◆ **TASK GOAL**
Transcribe each line below word for word.

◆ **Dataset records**
▼

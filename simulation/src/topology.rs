//! Topology sources for meshfault
//!
//! Provides the ideal networks a simulation starts from:
//! - Sample: the fixed 14-node mesh (A..N)
//! - Ring, line, star, full mesh over single-letter labels
//! - Custom: built from an edge list
//! - File: JSON adjacency listing loaded from disk

use std::fs;
use std::path::Path;

use meshfault_core::{MeshError, NetworkTopology, NodeId, Topology, TopologyError};
use serde::{Deserialize, Serialize};

use crate::error::{SimulationError, SimulationResult};

/// Adjacency of the sample mesh, in the order nodes are evaluated
pub const SAMPLE_MESH: &[(&str, &[&str])] = &[
    ("A", &["B", "C"]),
    ("B", &["A", "D"]),
    ("C", &["A", "D"]),
    ("D", &["B", "C", "E", "F"]),
    ("E", &["D", "G"]),
    ("F", &["D", "G", "H"]),
    ("G", &["E", "F"]),
    ("H", &["F", "I"]),
    ("I", &["H", "J", "K"]),
    ("J", &["I", "K", "L"]),
    ("K", &["I", "J", "L", "M", "N"]),
    ("L", &["J", "K", "N"]),
    ("M", &["K", "N"]),
    ("N", &["K", "L", "M"]),
];

/// Maximum nodes [`MeshBuilder`] can label (A-Z)
pub const MAX_BUILDER_NODES: usize = 26;

/// The fixed 14-node sample mesh
pub fn sample_mesh() -> Topology {
    from_adjacency_labels(SAMPLE_MESH).expect("sample mesh is well-formed")
}

/// Build a topology from a label adjacency listing, preserving order
pub fn from_adjacency_labels(entries: &[(&str, &[&str])]) -> Result<Topology, MeshError> {
    let mut parsed = Vec::with_capacity(entries.len());
    for (node, neighbors) in entries {
        let neighbors = neighbors
            .iter()
            .map(|label| NodeId::new(*label))
            .collect::<Result<Vec<_>, _>>()?;
        parsed.push((NodeId::new(*node)?, neighbors));
    }
    Ok(Topology::from_adjacency(parsed)?)
}

/// Create an undirected topology from an edge list
pub fn from_edges(edges: &[(&str, &str)]) -> Result<Topology, MeshError> {
    let mut topology = Topology::new();
    for (a, b) in edges {
        let a = NodeId::new(*a)?;
        let b = NodeId::new(*b)?;
        if a == b {
            return Err(TopologyError::SelfLoop(a).into());
        }
        topology.connect(&a, &b);
    }
    if topology.node_ids().is_empty() {
        return Err(TopologyError::Empty.into());
    }
    Ok(topology)
}

/// Builder for regular topologies over labels A, B, C, ...
pub struct MeshBuilder {
    nodes: Vec<NodeId>,
}

impl MeshBuilder {
    /// Create a builder with the given number of nodes (max 26)
    pub fn new(node_count: usize) -> Result<Self, TopologyError> {
        if node_count > MAX_BUILDER_NODES {
            return Err(TopologyError::TooManyNodes {
                requested: node_count,
                max: MAX_BUILDER_NODES,
            });
        }
        let nodes = NodeId::range_to('Z').into_iter().take(node_count).collect();
        Ok(Self { nodes })
    }

    fn isolated(&self) -> Topology {
        let mut topology = Topology::new();
        for node in &self.nodes {
            topology.add_node(node.clone());
        }
        topology
    }

    /// Build a ring topology where each node is connected to its neighbors
    ///
    /// A - B - C - D - ... - A
    pub fn ring(self) -> Topology {
        let mut topology = self.isolated();
        let n = self.nodes.len();
        for i in 0..n {
            topology.connect(&self.nodes[i], &self.nodes[(i + 1) % n]);
        }
        topology
    }

    /// Build a line topology: A - B - C - D - ...
    pub fn line(self) -> Topology {
        let mut topology = self.isolated();
        for pair in self.nodes.windows(2) {
            topology.connect(&pair[0], &pair[1]);
        }
        topology
    }

    /// Build a star topology: A in center, connected to all others
    pub fn star(self) -> Topology {
        let mut topology = self.isolated();
        if let Some((center, rest)) = self.nodes.split_first() {
            for node in rest {
                topology.connect(center, node);
            }
        }
        topology
    }

    /// Build a full mesh where every node is connected to every other
    pub fn full_mesh(self) -> Topology {
        let mut topology = self.isolated();
        for (i, a) in self.nodes.iter().enumerate() {
            for b in &self.nodes[i + 1..] {
                topology.connect(a, b);
            }
        }
        topology
    }
}

/// On-disk topology description
///
/// ```json
/// { "nodes": [ { "id": "A", "neighbors": ["B", "C"] } ] }
/// ```
#[derive(Debug, Clone, PartialEq, Eq, Serialize, Deserialize)]
pub struct TopologyFile {
    pub nodes: Vec<NodeEntry>,
}

/// One node and its ordered neighbor list
#[derive(Debug, Clone, PartialEq, Eq, Serialize, Deserialize)]
pub struct NodeEntry {
    pub id: NodeId,
    #[serde(default)]
    pub neighbors: Vec<NodeId>,
}

impl TopologyFile {
    /// Load and validate a topology from a JSON file
    pub fn load(path: impl AsRef<Path>) -> SimulationResult<Topology> {
        let path = path.as_ref();
        let raw = fs::read_to_string(path).map_err(|source| SimulationError::Io {
            path: path.to_path_buf(),
            source,
        })?;
        let file: Self = serde_json::from_str(&raw).map_err(|source| SimulationError::Parse {
            path: path.to_path_buf(),
            source,
        })?;
        Ok(file.into_topology()?)
    }

    /// Describe an existing topology
    pub fn from_topology(topology: &Topology) -> Self {
        let nodes = topology
            .iter()
            .map(|(id, neighbors)| NodeEntry {
                id: id.clone(),
                neighbors: neighbors.to_vec(),
            })
            .collect();
        Self { nodes }
    }

    /// Validate into a [`Topology`]
    pub fn into_topology(self) -> Result<Topology, TopologyError> {
        Topology::from_adjacency(self.nodes.into_iter().map(|n| (n.id, n.neighbors)))
    }
}
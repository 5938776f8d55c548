//! # Meshfault Core
//!
//! Core types, traits, and errors shared by the meshfault crates.
//!
//! A simulation run starts from an ideal [`Topology`], degrades it into a
//! [`PerturbedTopology`] by failing links at random, and then asks the
//! routing crate for hop-count shortest paths over what survived.
//!
//! ## Key Traits
//!
//! - [`NetworkTopology`]: Read-only adjacency view consumed by path finding
//! - [`RandomSource`]: Injected randomness for failure draws
//!
//! ## Key Types
//!
//! - [`NodeId`]: Opaque string label of a mesh node
//! - [`Topology`]: Ordered node -> neighbor list mapping (the ideal network)
//! - [`PerturbedTopology`]: Surviving links after one failure pass

pub mod error;
pub mod identity;
pub mod random;
pub mod topology;
pub mod traits;

// Re-export main types
pub use error::*;
pub use identity::*;
pub use random::*;
pub use topology::*;
pub use traits::*;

▲

◆ **RESULT FOR THIS EXERCISE**
filename simulation/src/topology.rs
//! Topology sources for meshfault
//!
//! Provides the ideal networks a simulation starts from:
//! - Sample: the fixed 14-node mesh (A..N)
//! - Ring, line, star, full mesh over single-letter labels
//! - Custom: built from an edge list
//! - File: JSON adjacency listing loaded from disk

use std::fs;
use std::path::Path;

use meshfault_core::{MeshError, NetworkTopology, NodeId, Topology, TopologyError};
use serde::{Deserialize, Serialize};

use crate::error::{SimulationError, SimulationResult};

/// Adjacency of the sample mesh, in the order nodes are evaluated
pub const SAMPLE_MESH: &[(&str, &[&str])] = &[
    ("A", &["B", "C"]),
    ("B", &["A", "D"]),
    ("C", &["A", "D"]),
    ("D", &["B", "C", "E", "F"]),
    ("E", &["D", "G"]),
    ("F", &["D", "G", "H"]),
    ("G", &["E", "F"]),
    ("H", &["F", "I"]),
    ("I", &["H", "J", "K"]),
    ("J", &["I", "K", "L"]),
    ("K", &["I", "J", "L", "M", "N"]),
    ("L", &["J", "K", "N"]),
    ("M", &["K", "N"]),
    ("N", &["K", "L", "M"]),
];

/// Maximum nodes [`MeshBuilder`] can label (A-Z)
pub const MAX_BUILDER_NODES: usize = 26;

/// The fixed 14-node sample mesh
pub fn sample_mesh() -> Topology {
    from_adjacency_labels(SAMPLE_MESH).expect("sample mesh is well-formed")
}

/// Build a topology from a label adjacency listing, preserving order
pub fn from_adjacency_labels(entries: &[(&str, &[&str])]) -> Result<Topology, MeshError> {
    let mut parsed = Vec::with_capacity(entries.len());
    for (node, neighbors) in entries {
        let neighbors = neighbors
            .iter()
            .map(|label| NodeId::new(*label))
            .collect::<Result<Vec<_>, _>>()?;
        parsed.push((NodeId::new(*node)?, neighbors));
    }
    Ok(Topology::from_adjacency(parsed)?)
}

/// Create an undirected topology from an edge list
pub fn from_edges(edges: &[(&str, &str)]) -> Result<Topology, MeshError> {
    let mut topology = Topology::new();
    for (a, b) in edges {
        let a = NodeId::new(*a)?;
        let b = NodeId::new(*b)?;
        if a == b {
            return Err(TopologyError::SelfLoop(a).into());
        }
        topology.connect(&a, &b);
    }
    if topology.node_ids().is_empty() {
        return Err(TopologyError::Empty.into());
    }
    Ok(topology)
}

/// Builder for regular topologies over labels A, B, C, ...
pub struct MeshBuilder {
    nodes: Vec<NodeId>,
}

impl MeshBuilder {
    /// Create a builder with the given number of nodes (max 26)
    pub fn new(node_count: usize) -> Result<Self, TopologyError> {
        if node_count > MAX_BUILDER_NODES {
            return Err(TopologyError::TooManyNodes {
                requested: node_count,
                max: MAX_BUILDER_NODES,
            });
        }
        let nodes = NodeId::range_to('Z').into_iter().take(node_count).collect();
        Ok(Self { nodes })
    }

    fn isolated(&self) -> Topology {
        let mut topology = Topology::new();
        for node in &self.nodes {
            topology.add_node(node.clone());
        }
        topology
    }

    /// Build a ring topology where each node is connected to its neighbors
    ///
    /// A - B - C - D - ... - A
    pub fn ring(self) -> Topology {
        let mut topology = self.isolated();
        let n = self.nodes.len();
        for i in 0..n {
            topology.connect(&self.nodes[i], &self.nodes[(i + 1) % n]);
        }
        topology
    }

    /// Build a line topology: A - B - C - D - ...
    pub fn line(self) -> Topology {
        let mut topology = self.isolated();
        for pair in self.nodes.windows(2) {
            topology.connect(&pair[0], &pair[1]);
        }
        topology
    }

    /// Build a star topology: A in center, connected to all others
    pub fn star(self) -> Topology {
        let mut topology = self.isolated();
        if let Some((center, rest)) = self.nodes.split_first() {
            for node in rest {
                topology.connect(center, node);
            }
        }
        topology
    }

    /// Build a full mesh where every node is connected to every other
    pub fn full_mesh(self) -> Topology {
        let mut topology = self.isolated();
        for (i, a) in self.nodes.iter().enumerate() {
            for b in &self.nodes[i + 1..] {
                topology.connect(a, b);
            }
        }
        topology
    }
}

/// On-disk topology description
///
/// ```json
/// { "nodes": [ { "id": "A", "neighbors": ["B", "C"] } ] }
/// ```
#[derive(Debug, Clone, PartialEq, Eq, Serialize, Deserialize)]
pub struct TopologyFile {
    pub nodes: Vec<NodeEntry>,
}

/// One node and its ordered neighbor list
#[derive(Debug, Clone, PartialEq, Eq, Serialize, Deserialize)]
pub struct NodeEntry {
    pub id: NodeId,
    #[serde(default)]
    pub neighbors: Vec<NodeId>,
}

impl TopologyFile {
    /// Load and validate a topology from a JSON file
    pub fn load(path: impl AsRef<Path>) -> SimulationResult<Topology> {
        let path = path.as_ref();
        let raw = fs::read_to_string(path).map_err(|source| SimulationError::Io {
            path: path.to_path_buf(),
            source,
        })?;
        let file: Self = serde_json::from_str(&raw).map_err(|source| SimulationError::Parse {
            path: path.to_path_buf(),
            source,
        })?;
        Ok(file.into_topology()?)
    }

    /// Describe an existing topology
    pub fn from_topology(topology: &Topology) -> Self {
        let nodes = topology
            .iter()
            .map(|(id, neighbors)| NodeEntry {
                id: id.clone(),
                neighbors: neighbors.to_vec(),
            })
            .collect();
        Self { nodes }
    }

    /// Validate into a [`Topology`]
    pub fn into_topology(self) -> Result<Topology, TopologyError> {
        Topology::from_adjacency(self.nodes.into_iter().map(|n| (n.id, n.neighbors)))
    }
}
repository 5938776f8d55c548
//! # Meshfault Core
//!
//! Core types, traits, and errors shared by the meshfault crates.
//!
//! A simulation run starts from an ideal [`Topology`], degrades it into a
//! [`PerturbedTopology`] by failing links at random, and then asks the
//! routing crate for hop-count shortest paths over what survived.
//!
//! ## Key Traits
//!
//! - [`NetworkTopology`]: Read-only adjacency view consumed by path finding
//! - [`RandomSource`]: Injected randomness for failure draws
//!
//! ## Key Types
//!
//! - [`NodeId`]: Opaque string label of a mesh node
//! - [`Topology`]: Ordered node -> neighbor list mapping (the ideal network)
//! - [`PerturbedTopology`]: Surviving links after one failure pass

pub mod error;
pub mod identity;
pub mod random;
pub mod topology;
pub mod traits;

// Re-export main types
pub use error::*;
pub use identity::*;
pub use random::*;
pub use topology::*;
pub use traits::*;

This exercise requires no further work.